▶ **Supplied records**
// src/cli/handlers/commons.rs

// Shared plumbing for the command handlers: target resolution, evaluation
// setup, and the ASCII tree renderer.

use crate::constants::CONFIG_DIR_NAME;
use crate::core::config::Configuration;
use crate::core::loader::ConfigLoader;
use crate::core::menu::{INVALID_COMMAND_ID, Menu};
use crate::core::properties::PropertyStore;
use crate::core::selection::SelectionContext;
use crate::system::fs::LocalFileSystem;
use anyhow::{Result, anyhow};
use colored::Colorize;
use std::path::{Path, PathBuf};

/// What a positional `path` argument resolved to.
#[derive(Debug, Clone)]
pub enum Target {
    File(PathBuf),
    Directory(PathBuf),
}

/// The user configuration directory holding menu definition files.
pub fn default_config_dir() -> PathBuf {
    dirs::config_dir()
        .unwrap_or_else(|| PathBuf::from("."))
        .join(CONFIG_DIR_NAME)
}

/// Resolves the optional path argument, expanding `~`.
pub fn resolve_target(path: Option<&str>) -> Result<Target> {
    let Some(raw) = path else {
        return Ok(Target::Directory(default_config_dir()));
    };
    let expanded = shellexpand::tilde(raw);
    let path = PathBuf::from(expanded.as_ref());
    if path.is_file() {
        Ok(Target::File(path))
    } else if path.is_dir() {
        Ok(Target::Directory(path))
    } else {
        Err(anyhow!("'{}' does not exist.", path.display()))
    }
}

/// The definition files a target designates, sorted by name for directories.
pub fn definition_files(target: &Target) -> Vec<PathBuf> {
    match target {
        Target::File(path) => vec![path.clone()],
        Target::Directory(directory) => ConfigLoader::new(vec![directory.clone()]).scan(),
    }
}

/// A path cleaned up for display.
pub fn display_path(path: &Path) -> String {
    dunce::simplified(path).display().to_string()
}

/// Loads every definition file of the target, aborting on the first error.
pub fn load_all(target: &Target) -> Result<Vec<Configuration>> {
    let configurations = match target {
        Target::File(path) => {
            let config = Configuration::load(path)
                .map_err(|e| anyhow!("{}: {e}", display_path(path)))?;
            vec![config]
        }
        Target::Directory(directory) => {
            let mut loader = ConfigLoader::new(vec![directory.clone()]);
            let failures = loader.refresh();
            if let Some((path, e)) = failures.first() {
                return Err(anyhow!("{}: {e}", display_path(path)));
            }
            loader.into_configurations()
        }
    };
    if configurations.is_empty() {
        let directory = match target {
            Target::File(p) | Target::Directory(p) => display_path(p),
        };
        return Err(anyhow!("No menu definition files found in '{directory}'."));
    }
    Ok(configurations)
}

/// Splits `KEY=VALUE` property overrides.
pub fn parse_set_overrides(specs: &[String]) -> Result<Vec<(String, String)>> {
    specs
        .iter()
        .map(|spec| {
            spec.split_once('=')
                .map(|(key, value)| (key.to_string(), value.to_string()))
                .ok_or_else(|| anyhow!("Invalid --set value '{spec}', expected KEY=VALUE."))
        })
        .collect()
}

/// A fully evaluated invocation: configurations with flags and command ids
/// resolved, and the store the actions will expand against.
#[derive(Debug)]
pub struct Evaluation {
    pub configurations: Vec<Configuration>,
    pub store: PropertyStore,
    pub selection: SelectionContext,
    pub next_id: u32,
}

/// Builds the selection, seeds the store, updates every tree and assigns
/// command ids starting at 1. The shared front half of simulate/exec.
pub fn evaluate(target: &Target, selects: &[String], sets: &[String]) -> Result<Evaluation> {
    let fs = LocalFileSystem;
    let mut configurations = load_all(target)?;

    let selection = SelectionContext::from_paths(
        selects.iter().map(|raw| {
            let expanded = shellexpand::tilde(raw);
            expanded.to_string()
        }),
        &fs,
    );

    let mut store = PropertyStore::new();
    for config in &configurations {
        config.apply_default_properties(&mut store);
    }
    for (key, value) in parse_set_overrides(sets)? {
        store.set_property(&key, &value);
    }
    selection.register_properties(&mut store);

    let mut next_id = 1;
    for config in &mut configurations {
        config.update(&selection, &store, &fs);
        next_id = config.assign_command_ids(next_id);
    }

    Ok(Evaluation {
        configurations,
        store,
        selection,
        next_id,
    })
}

/// How [`print_menu`] annotates nodes.
#[derive(Debug, Clone, Copy, PartialEq, Eq)]
pub enum TreeStyle {
    /// Parse-time view: validator and action summaries, raw names.
    Definition,
    /// Post-update view: command ids, hidden/disabled markers, expanded
    /// names.
    Evaluated,
}

/// Prints one menu node and its subtree with box-drawing prefixes.
pub fn print_menu(menu: &Menu, store: &PropertyStore, prefix: &str, is_last: bool, style: TreeStyle) {
    let connector = if is_last { "└─" } else { "├─" };

    let label = if menu.is_separator() {
        "────────".dimmed().to_string()
    } else {
        match style {
            TreeStyle::Definition => menu.name().to_string(),
            TreeStyle::Evaluated => menu.display_name(store),
        }
    };

    let mut markers = String::new();
    match style {
        TreeStyle::Definition => {
            if let Some(summary) = menu.visibility().summary() {
                markers.push_str(&format!("  {}", format!("[visibility {summary}]").cyan()));
            }
            if let Some(summary) = menu.validity().summary() {
                markers.push_str(&format!("  {}", format!("[validity {summary}]").cyan()));
            }
        }
        TreeStyle::Evaluated => {
            if menu.command_id() != INVALID_COMMAND_ID {
                markers.push_str(&format!("  {}", format!("#{}", menu.command_id()).green()));
            }
            if !menu.is_visible() {
                markers.push_str(&format!("  {}", "(hidden)".dimmed()));
            } else if !menu.is_enabled() {
                markers.push_str(&format!("  {}", "(disabled)".yellow()));
            }
        }
    }

    println!("{prefix}{connector}{label}{markers}");

    let child_prefix = format!("{prefix}{}", if is_last { "   " } else { "│  " });

    if style == TreeStyle::Definition {
        for action in menu.actions() {
            println!(
                "{child_prefix}{}",
                format!("· {}", action.summary()).dimmed()
            );
        }
    }

    let children = menu.children();
    for (i, child) in children.iter().enumerate() {
        let is_last_child = i == children.len() - 1;
        print_menu(child, store, &child_prefix, is_last_child, style);
    }
}

/// Prints every root menu of a configuration under a file header.
pub fn print_configuration(config: &Configuration, store: &PropertyStore, style: TreeStyle) {
    println!("\n{}", display_path(config.file_path()).bold());
    let menus = config.menus();
    for (i, menu) in menus.iter().enumerate() {
        let is_last = i == menus.len() - 1;
        print_menu(menu, store, "", is_last, style);
    }
}

#[cfg(test)]
mod tests {
    use super::*;
    use std::fs;

    #[test]
    fn test_parse_set_overrides() {
        let parsed = parse_set_overrides(&[
            "process.started=true".to_string(),
            "empty=".to_string(),
            "with=equals=inside".to_string(),
        ])
        .unwrap();
        assert_eq!(
            parsed,
            vec![
                ("process.started".to_string(), "true".to_string()),
                ("empty".to_string(), String::new()),
                ("with".to_string(), "equals=inside".to_string()),
            ]
        );

        assert!(parse_set_overrides(&["no-separator".to_string()]).is_err());
    }

    #[test]
    fn test_resolve_target_classifies_paths() {
        let dir = tempfile::tempdir().unwrap();
        let file = dir.path().join("menu.xml");
        fs::write(&file, "<root/>").unwrap();

        let dir_str = dir.path().to_string_lossy().to_string();
        let file_str = file.to_string_lossy().to_string();
        assert!(matches!(
            resolve_target(Some(&dir_str)).unwrap(),
            Target::Directory(_)
        ));
        assert!(matches!(
            resolve_target(Some(&file_str)).unwrap(),
            Target::File(_)
        ));
        assert!(resolve_target(Some("/no/such/target")).is_err());
    }

    #[test]
    fn test_definition_files_filters_and_sorts() {
        let dir = tempfile::tempdir().unwrap();
        fs::write(dir.path().join("b.xml"), "x").unwrap();
        fs::write(dir.path().join("a.XML"), "x").unwrap();
        fs::write(dir.path().join("notes.txt"), "x").unwrap();

        let files = definition_files(&Target::Directory(dir.path().to_path_buf()));
        let names: Vec<String> = files
            .iter()
            .filter_map(|p| p.file_name())
            .map(|n| n.to_string_lossy().to_string())
            .collect();
        assert_eq!(names, ["a.XML", "b.xml"]);
    }

    #[test]
    fn test_evaluate_assigns_ids_and_seeds_properties() {
        let dir = tempfile::tempdir().unwrap();
        fs::write(
            dir.path().join("menus.xml"),
            r#"<root>
  <default><property name="editor" value="vim"/></default>
  <menu name="Open with ${editor}"/>
</root>"#,
        )
        .unwrap();

        let target = Target::Directory(dir.path().to_path_buf());
        let evaluation = evaluate(
            &target,
            &["/tmp/report.txt".to_string()],
            &["mode=fast".to_string()],
        )
        .unwrap();

        assert_eq!(evaluation.next_id, 2);
        assert_eq!(evaluation.store.get_property("editor"), "vim");
        assert_eq!(evaluation.store.get_property("mode"), "fast");
        assert_eq!(
            evaluation.store.get_property("selection.path"),
            "/tmp/report.txt"
        );
        assert_eq!(evaluation.selection.elements().len(), 1);
        let menu = &evaluation.configurations[0].menus()[0];
        assert_eq!(menu.command_id(), 1);
        assert_eq!(menu.display_name(&evaluation.store), "Open with vim");
    }

    #[test]
    fn test_load_all_rejects_broken_directory() {
        let dir = tempfile::tempdir().unwrap();
        fs::write(dir.path().join("bad.xml"), "<root><menu/></root>").unwrap();
        let result = load_all(&Target::Directory(dir.path().to_path_buf()));
        assert!(result.is_err());
    }
}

▶ **Assigned task**
Could you return exactly the lines above from the line with "use crate::core::selection::SelectionContext;" to the line with "#[derive(Debug, Clone)]", both included, and nothing else?

▶ **Answer space**
use crate::core::selection::SelectionContext;
use crate::system::fs::LocalFileSystem;
use anyhow::{Result, anyhow};
use colored::Colorize;
use std::path::{Path, PathBuf};

/// What a positional `path` argument resolved to.
#[derive(Debug, Clone)]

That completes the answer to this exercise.